- DESCRIPTION OF THE TASK: Go through the material and copy every line in which "GreaterEqual" appears.

- RECORDS FOR THIS EXERCISE:
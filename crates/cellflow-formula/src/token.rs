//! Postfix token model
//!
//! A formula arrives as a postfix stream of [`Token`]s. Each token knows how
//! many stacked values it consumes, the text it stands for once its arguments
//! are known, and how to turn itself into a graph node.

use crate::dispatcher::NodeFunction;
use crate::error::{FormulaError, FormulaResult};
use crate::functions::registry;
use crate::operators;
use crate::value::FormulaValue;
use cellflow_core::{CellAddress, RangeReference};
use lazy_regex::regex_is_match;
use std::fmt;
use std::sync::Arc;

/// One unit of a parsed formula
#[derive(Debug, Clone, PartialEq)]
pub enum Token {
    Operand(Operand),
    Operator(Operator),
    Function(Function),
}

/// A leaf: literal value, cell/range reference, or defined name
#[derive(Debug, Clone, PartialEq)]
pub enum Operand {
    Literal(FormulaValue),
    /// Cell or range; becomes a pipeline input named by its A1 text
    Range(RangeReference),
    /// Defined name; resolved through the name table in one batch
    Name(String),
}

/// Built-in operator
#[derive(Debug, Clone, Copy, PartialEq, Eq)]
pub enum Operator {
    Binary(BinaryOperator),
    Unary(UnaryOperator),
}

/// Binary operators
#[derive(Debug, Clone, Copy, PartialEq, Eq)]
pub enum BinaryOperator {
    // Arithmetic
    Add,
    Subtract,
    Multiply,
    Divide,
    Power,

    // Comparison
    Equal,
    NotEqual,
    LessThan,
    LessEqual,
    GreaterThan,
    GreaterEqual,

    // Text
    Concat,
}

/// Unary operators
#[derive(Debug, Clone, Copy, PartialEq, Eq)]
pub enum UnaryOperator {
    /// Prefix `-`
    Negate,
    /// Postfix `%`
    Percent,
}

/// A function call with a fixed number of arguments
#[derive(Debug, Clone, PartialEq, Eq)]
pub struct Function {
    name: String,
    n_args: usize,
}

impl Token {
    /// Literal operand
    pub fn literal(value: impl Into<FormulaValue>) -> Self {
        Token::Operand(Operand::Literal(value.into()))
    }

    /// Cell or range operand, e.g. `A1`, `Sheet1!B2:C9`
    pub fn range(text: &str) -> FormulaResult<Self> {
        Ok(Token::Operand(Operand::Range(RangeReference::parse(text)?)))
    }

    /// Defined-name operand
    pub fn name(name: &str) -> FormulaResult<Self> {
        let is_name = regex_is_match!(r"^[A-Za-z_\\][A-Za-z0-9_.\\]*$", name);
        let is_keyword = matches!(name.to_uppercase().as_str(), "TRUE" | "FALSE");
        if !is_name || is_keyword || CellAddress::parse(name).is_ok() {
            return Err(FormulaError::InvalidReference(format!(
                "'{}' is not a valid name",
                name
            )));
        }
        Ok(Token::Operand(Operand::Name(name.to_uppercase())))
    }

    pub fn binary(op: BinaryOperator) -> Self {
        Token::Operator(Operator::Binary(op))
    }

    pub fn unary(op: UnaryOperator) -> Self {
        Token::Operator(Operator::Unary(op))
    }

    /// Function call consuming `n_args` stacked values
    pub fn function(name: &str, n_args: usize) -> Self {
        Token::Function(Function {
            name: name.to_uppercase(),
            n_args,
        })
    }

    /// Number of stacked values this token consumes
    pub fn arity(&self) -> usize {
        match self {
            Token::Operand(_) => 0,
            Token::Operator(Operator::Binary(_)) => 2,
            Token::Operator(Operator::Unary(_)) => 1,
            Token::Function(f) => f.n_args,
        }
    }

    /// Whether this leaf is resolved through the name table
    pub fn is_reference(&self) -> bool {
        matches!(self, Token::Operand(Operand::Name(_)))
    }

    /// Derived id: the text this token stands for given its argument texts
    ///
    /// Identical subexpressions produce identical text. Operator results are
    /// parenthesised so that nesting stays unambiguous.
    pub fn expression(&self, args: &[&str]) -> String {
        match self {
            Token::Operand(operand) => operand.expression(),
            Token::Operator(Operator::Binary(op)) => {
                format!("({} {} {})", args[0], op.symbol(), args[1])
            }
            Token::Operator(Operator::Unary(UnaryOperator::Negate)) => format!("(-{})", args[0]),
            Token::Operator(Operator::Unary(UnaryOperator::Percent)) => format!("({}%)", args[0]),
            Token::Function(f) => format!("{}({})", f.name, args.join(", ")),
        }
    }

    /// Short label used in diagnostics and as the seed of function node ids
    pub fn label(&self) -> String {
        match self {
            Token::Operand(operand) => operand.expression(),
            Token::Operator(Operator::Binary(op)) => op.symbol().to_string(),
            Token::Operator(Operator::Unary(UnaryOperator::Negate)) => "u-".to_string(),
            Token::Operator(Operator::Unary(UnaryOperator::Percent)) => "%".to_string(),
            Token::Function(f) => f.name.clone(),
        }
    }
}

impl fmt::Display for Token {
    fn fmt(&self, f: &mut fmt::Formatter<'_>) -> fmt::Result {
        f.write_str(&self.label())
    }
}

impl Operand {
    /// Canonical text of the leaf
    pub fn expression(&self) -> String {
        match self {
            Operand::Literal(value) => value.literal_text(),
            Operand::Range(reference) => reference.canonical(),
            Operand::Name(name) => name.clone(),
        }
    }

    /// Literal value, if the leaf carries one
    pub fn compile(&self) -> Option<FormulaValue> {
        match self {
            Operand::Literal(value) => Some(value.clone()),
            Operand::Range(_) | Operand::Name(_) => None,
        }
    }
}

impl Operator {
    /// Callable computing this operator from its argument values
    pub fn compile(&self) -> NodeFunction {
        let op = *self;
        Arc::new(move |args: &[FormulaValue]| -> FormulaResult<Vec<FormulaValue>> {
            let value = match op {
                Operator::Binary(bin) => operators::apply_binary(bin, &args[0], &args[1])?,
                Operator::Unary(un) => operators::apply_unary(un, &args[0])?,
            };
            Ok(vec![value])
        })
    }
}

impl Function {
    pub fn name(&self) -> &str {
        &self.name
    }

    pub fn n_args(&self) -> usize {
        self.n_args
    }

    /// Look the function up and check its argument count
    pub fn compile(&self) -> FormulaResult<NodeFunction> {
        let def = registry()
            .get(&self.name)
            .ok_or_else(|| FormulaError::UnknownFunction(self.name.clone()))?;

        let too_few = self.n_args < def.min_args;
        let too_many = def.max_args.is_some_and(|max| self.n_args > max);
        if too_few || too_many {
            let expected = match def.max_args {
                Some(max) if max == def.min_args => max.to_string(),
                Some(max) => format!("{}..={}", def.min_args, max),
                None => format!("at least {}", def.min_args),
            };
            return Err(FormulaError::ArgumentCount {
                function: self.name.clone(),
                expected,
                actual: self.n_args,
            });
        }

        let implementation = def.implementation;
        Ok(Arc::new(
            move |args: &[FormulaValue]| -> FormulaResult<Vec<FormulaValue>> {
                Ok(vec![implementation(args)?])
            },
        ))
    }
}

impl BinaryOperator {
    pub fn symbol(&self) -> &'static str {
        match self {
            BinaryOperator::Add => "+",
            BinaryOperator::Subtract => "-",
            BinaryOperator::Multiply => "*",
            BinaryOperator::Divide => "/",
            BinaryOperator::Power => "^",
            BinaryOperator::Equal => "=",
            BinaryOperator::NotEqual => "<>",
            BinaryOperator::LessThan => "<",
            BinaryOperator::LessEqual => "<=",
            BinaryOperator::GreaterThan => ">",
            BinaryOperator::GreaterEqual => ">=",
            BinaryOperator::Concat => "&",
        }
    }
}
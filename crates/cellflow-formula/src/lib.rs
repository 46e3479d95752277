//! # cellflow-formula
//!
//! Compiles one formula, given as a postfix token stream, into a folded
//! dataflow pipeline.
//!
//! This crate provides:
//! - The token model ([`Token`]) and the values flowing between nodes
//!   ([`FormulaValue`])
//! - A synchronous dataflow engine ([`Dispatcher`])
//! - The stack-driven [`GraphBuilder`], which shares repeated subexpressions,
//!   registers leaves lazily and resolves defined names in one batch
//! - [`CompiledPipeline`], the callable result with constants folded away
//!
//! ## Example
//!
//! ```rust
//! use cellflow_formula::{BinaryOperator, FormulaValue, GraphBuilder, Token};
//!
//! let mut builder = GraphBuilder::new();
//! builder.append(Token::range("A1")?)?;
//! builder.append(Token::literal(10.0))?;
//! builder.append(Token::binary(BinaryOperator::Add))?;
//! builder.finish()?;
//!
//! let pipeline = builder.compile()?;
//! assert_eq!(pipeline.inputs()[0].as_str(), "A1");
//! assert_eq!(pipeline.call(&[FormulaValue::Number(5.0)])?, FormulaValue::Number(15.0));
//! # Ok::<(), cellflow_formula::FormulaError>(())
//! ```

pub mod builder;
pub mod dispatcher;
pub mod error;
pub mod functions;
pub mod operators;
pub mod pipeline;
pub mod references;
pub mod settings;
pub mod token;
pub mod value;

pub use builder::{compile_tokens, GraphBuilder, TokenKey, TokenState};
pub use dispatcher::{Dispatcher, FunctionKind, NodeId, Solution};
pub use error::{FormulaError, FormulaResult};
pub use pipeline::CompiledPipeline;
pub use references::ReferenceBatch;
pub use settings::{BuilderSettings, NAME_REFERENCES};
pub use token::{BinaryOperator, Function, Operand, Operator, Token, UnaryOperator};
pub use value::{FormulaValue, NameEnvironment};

==

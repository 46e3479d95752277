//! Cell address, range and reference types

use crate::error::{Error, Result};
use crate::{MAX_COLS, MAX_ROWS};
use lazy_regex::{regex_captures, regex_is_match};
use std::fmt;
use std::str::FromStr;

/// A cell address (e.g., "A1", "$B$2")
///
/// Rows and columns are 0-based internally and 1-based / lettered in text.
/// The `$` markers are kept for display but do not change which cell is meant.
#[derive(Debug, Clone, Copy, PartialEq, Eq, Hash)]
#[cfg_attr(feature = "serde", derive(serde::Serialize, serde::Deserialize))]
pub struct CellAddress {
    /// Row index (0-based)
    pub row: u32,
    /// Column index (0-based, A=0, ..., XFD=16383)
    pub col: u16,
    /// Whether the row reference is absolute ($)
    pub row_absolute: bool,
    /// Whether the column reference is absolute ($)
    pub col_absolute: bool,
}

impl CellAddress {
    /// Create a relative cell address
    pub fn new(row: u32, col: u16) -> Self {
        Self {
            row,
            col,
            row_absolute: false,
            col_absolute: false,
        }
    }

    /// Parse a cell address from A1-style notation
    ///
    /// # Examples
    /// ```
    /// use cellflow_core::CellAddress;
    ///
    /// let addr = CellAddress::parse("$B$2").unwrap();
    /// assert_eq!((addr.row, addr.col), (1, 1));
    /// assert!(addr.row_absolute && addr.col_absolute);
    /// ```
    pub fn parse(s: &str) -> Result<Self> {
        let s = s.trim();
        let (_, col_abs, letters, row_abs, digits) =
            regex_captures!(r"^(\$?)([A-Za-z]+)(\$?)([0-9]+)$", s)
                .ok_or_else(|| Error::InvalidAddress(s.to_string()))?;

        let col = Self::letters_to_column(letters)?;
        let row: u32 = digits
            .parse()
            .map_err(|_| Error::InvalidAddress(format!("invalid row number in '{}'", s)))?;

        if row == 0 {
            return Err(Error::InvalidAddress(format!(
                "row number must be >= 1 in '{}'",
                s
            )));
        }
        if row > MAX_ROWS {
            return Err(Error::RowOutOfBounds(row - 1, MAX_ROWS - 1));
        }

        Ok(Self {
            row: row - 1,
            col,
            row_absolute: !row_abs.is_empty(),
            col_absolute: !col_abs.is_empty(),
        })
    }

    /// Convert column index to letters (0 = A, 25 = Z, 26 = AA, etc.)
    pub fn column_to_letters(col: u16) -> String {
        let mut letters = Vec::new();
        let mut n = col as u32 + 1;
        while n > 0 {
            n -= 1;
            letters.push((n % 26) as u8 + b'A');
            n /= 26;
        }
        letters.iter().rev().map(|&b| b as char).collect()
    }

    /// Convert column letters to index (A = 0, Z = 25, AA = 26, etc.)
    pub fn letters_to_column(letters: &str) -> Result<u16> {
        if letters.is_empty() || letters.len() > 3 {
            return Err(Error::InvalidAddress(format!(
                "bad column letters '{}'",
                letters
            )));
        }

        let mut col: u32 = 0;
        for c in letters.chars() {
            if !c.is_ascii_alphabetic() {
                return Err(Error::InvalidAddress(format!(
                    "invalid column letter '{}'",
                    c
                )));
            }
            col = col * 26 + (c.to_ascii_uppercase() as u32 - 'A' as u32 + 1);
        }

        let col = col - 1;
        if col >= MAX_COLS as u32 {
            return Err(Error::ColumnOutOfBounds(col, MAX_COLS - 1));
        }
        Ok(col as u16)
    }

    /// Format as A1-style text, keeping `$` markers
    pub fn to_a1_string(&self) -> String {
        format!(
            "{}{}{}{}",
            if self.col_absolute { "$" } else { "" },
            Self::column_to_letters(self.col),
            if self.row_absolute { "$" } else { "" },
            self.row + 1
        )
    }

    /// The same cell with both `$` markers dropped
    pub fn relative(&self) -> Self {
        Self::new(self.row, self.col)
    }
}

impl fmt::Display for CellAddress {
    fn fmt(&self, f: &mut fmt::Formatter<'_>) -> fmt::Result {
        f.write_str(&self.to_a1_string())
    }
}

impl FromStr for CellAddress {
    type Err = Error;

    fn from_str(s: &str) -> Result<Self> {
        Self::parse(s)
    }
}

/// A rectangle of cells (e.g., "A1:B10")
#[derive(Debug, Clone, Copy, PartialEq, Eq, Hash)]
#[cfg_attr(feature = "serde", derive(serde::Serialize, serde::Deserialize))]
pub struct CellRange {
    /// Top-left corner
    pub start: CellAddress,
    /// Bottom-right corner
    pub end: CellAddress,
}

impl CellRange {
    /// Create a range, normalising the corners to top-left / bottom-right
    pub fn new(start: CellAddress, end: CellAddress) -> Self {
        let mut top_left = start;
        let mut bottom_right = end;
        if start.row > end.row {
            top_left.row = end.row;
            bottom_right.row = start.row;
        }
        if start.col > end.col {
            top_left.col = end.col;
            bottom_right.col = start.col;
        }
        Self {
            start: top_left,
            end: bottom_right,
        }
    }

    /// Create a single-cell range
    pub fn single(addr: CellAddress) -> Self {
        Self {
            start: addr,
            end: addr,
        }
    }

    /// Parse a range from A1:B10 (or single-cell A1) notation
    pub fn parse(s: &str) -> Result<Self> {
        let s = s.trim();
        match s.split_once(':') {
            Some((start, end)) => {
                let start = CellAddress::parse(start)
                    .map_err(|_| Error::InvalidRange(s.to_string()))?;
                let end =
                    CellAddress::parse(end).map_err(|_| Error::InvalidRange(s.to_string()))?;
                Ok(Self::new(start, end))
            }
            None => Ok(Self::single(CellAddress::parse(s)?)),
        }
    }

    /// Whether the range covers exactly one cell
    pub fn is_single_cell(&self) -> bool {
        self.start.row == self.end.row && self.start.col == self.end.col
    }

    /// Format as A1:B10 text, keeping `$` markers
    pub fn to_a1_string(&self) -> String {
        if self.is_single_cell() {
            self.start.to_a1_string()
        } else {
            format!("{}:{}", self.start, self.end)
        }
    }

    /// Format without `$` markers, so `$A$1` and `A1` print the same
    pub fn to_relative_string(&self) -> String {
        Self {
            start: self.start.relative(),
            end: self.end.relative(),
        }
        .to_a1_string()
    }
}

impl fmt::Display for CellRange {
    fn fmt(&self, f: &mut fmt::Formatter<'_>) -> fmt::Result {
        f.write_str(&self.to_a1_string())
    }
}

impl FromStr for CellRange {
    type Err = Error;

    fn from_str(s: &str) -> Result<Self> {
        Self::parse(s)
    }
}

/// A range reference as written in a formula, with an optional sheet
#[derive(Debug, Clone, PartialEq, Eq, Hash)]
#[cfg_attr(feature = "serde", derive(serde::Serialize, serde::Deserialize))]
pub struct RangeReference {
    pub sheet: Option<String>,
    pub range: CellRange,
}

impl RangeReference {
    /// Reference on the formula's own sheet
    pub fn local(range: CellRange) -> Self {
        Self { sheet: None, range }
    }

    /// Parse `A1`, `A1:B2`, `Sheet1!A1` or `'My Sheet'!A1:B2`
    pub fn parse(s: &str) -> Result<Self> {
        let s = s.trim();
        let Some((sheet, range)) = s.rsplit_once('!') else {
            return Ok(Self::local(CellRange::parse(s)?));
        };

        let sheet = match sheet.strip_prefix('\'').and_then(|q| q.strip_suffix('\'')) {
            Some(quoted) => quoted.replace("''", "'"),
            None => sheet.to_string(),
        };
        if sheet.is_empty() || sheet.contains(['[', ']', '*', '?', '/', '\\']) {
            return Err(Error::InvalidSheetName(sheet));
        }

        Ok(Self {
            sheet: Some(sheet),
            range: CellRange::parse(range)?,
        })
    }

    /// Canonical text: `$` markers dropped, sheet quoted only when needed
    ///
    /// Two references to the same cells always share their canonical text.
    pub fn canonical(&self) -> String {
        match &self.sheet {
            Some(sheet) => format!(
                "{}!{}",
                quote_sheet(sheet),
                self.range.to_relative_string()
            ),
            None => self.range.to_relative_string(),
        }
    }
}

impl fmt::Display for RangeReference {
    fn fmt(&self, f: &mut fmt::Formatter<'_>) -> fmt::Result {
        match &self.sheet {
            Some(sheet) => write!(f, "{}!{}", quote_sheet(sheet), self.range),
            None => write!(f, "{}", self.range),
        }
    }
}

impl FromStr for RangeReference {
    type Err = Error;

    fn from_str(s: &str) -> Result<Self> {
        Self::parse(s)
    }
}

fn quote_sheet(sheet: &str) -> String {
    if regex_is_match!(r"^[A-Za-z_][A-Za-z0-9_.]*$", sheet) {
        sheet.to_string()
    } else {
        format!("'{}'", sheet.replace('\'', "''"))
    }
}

- SOLUTION FOR THIS EXERCISE:
    GreaterEqual,
            BinaryOperator::GreaterEqual => ">=",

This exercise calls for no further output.